Büşra Ün
- Full name: Büşra Fatma Ün
- Country (sports): Turkey
- Born: 19 May 1994 (age 31) İzmir, Turkey
- Plays: Right handed
- Official website: www.busraun.com/busra-kimdir-

Singles
- Highest ranking: 30 (29 April 2013)
- Current ranking: 33

Doubles
- Highest ranking: 26 (13 May 2013)
- Current ranking: 35

Medal record
Women's wheelchair tennis, Wheelchair archery
Representing Turkey
World Championship
| Gold medal – first place | 2025 Gwangju | Doubles compound |

= Büşra Ün =

Turkish wheelchair tennis player and archer (born 1994)

Büşra Fatma Ün (born 19 May 1994) is a Turkish female wheelchair archer and former Paralympic wheelchair tennis player.

== Early years ==
Büşra Ün was born in İzmir. At the age of six-and-half-months, her parents noticed that she has no feeling at her feet. She was diagnosed with neuroblastoma having a malignant tumor in her right abdomen. After one-and-half-year-long chemotherapy and two surgeries, the tumor was removed. However, due to damaged nerves, she became paraplegic.

Currently, she is a student of sport management at Ege University in İzmir.

== Wheelchair tennis career ==
She began with table tennis playing, and then switched over to wheelchair tennis in February 2009 as she was studying in the high school's fourth grade in Buca. She plays right handed.

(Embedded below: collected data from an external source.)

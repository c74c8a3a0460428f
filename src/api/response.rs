//! Response types for the roster scheduler API.
//!
//! This module defines the error response structures and error handling
//! for the HTTP API.

use axum::{
    Json,
    http::StatusCode,
    response::{IntoResponse, Response},
};
use serde::{Deserialize, Serialize};

use crate::error::EngineError;

/// API error response structure.
#[derive(Debug, Clone, Serialize, Deserialize)]
pub struct ApiError {
    /// Error code for programmatic handling.
    pub code: String,
    /// Human-readable error message.
    pub message: String,
    /// Optional details about the error.
    #[serde(skip_serializing_if = "Option::is_none")]
    pub details: Option<String>,
}

impl ApiError {
    /// Creates a new API error.
    pub fn new(code: impl Into<String>, message: impl Into<String>) -> Self {
        Self {
            code: code.into(),
            message: message.into(),
            details: None,
        }
    }

    /// Creates a new API error with details.
    pub fn with_details(
        code: impl Into<String>,
        message: impl Into<String>,
        details: impl Into<String>,
    ) -> Self {
        Self {
            code: code.into(),
            message: message.into(),
            details: Some(details.into()),
        }
    }

    /// Creates a malformed JSON error response.
    pub fn malformed_json(message: impl Into<String>) -> Self {
        Self::new("MALFORMED_JSON", message)
    }
}

/// API error with HTTP status code.
pub struct ApiErrorResponse {
    /// The HTTP status code.
    pub status: StatusCode,
    /// The error body.
    pub error: ApiError,
}

impl IntoResponse for ApiErrorResponse {
    fn into_response(self) -> Response {
        (self.status, Json(self.error)).into_response()
    }
}

impl From<EngineError> for ApiErrorResponse {
    fn from(error: EngineError) -> Self {
        match error {
            EngineError::InvalidRange { start, end } => ApiErrorResponse {
                status: StatusCode::BAD_REQUEST,
                error: ApiError::with_details(
                    "INVALID_RANGE",
                    format!("Invalid date range: start {} is after end {}", start, end),
                    "The start date must not be after the end date",
                ),
            },
            EngineError::InvalidRoster { field, message } => ApiErrorResponse {
                status: StatusCode::BAD_REQUEST,
                error: ApiError::with_details(
                    "INVALID_ROSTER",
                    format!("Invalid roster field '{}': {}", field, message),
                    "The roster data contains invalid information",
                ),
            },
            EngineError::ConfigNotFound { path } => ApiErrorResponse {
                status: StatusCode::INTERNAL_SERVER_ERROR,
                error: ApiError::with_details(
                    "CONFIG_ERROR",
                    "Configuration error",
                    format!("Configuration file not found: {}", path),
                ),
            },
            EngineError::ConfigParseError { path, message } => ApiErrorResponse {
                status: StatusCode::INTERNAL_SERVER_ERROR,
                error: ApiError::with_details(
                    "CONFIG_ERROR",
                    "Configuration parse error",
                    format!("Failed to parse {}: {}", path, message),
                ),
            },
            EngineError::PersonNotFound { id } => ApiErrorResponse {
                status: StatusCode::BAD_REQUEST,
                error: ApiError::with_details(
                    "PERSON_NOT_FOUND",
                    format!("Person not found in roster: {}", id),
                    "The schedule references a person absent from the roster",
                ),
            },
        }
    }
}

#[cfg(test)]
mod tests {
    use super::*;
    use chrono::NaiveDate;

    #[test]
    fn test_api_error_serialization() {
        let error = ApiError::new("TEST_ERROR", "Test message");
        let json = serde_json::to_string(&error).unwrap();
        assert!(json.contains("\"code\":\"TEST_ERROR\""));
        assert!(json.contains("\"message\":\"Test message\""));
        assert!(!json.contains("details")); // Should be skipped when None
    }

    #[test]
    fn test_api_error_with_details_serialization() {
        let error = ApiError::with_details("TEST_ERROR", "Test message", "Some details");
        let json = serde_json::to_string(&error).unwrap();
        assert!(json.contains("\"details\":\"Some details\""));
    }

    #[test]
    fn test_invalid_range_maps_to_bad_request() {
        let engine_error = EngineError::InvalidRange {
            start: NaiveDate::from_ymd_opt(2024, 3, 10).unwrap(),
            end: NaiveDate::from_ymd_opt(2024, 3, 1).unwrap(),
        };
        let api_error: ApiErrorResponse = engine_error.into();
        assert_eq!(api_error.status, StatusCode::BAD_REQUEST);
        assert_eq!(api_error.error.code, "INVALID_RANGE");
    }

    #[test]
    fn test_config_errors_map_to_internal_server_error() {
        let engine_error = EngineError::ConfigNotFound {
            path: "/missing".to_string(),
        };
        let api_error: ApiErrorResponse = engine_error.into();
        assert_eq!(api_error.status, StatusCode::INTERNAL_SERVER_ERROR);
        assert_eq!(api_error.error.code, "CONFIG_ERROR");
    }

    #[test]
    fn test_person_not_found_maps_to_bad_request() {
        let engine_error = EngineError::PersonNotFound {
            id: "ghost".to_string(),
        };
        let api_error: ApiErrorResponse = engine_error.into();
        assert_eq!(api_error.status, StatusCode::BAD_REQUEST);
        assert_eq!(api_error.error.code, "PERSON_NOT_FOUND");
    }
}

She is Turkish champion in the women's and junior's category. In 2010, she won the Balkan Championship. She is on the third place in the world's under-18 ranking. In the world's list, she climbed up to the 30th place.

Ün obtained a quota spot at the 2016 Summer Paralympics in Rio de Janeiro, Brazil. She is so the first ever Turkish wheelchair tennis player to represent her country at the Paralympics.

After the 2020 Tokyo Paralympics, she announced that she ended her wheelchair tennis career.

== Wheelchair archery career ==
After quitting wheelchair tennis playing, Ün got interested in wheelchair archery, and started her new career in 2022. In April 2025, she competed at the 2nd leg of the Turkish Para Archery Cup in Antalya, and captured the gold medal defeating Öznur Cire in the finals of the individual compound open event.

She won the gold medal with her teammate Öznur Cüre in the doubles open event at the 2025 World Para Archery Championships in Gwangju, South Korea.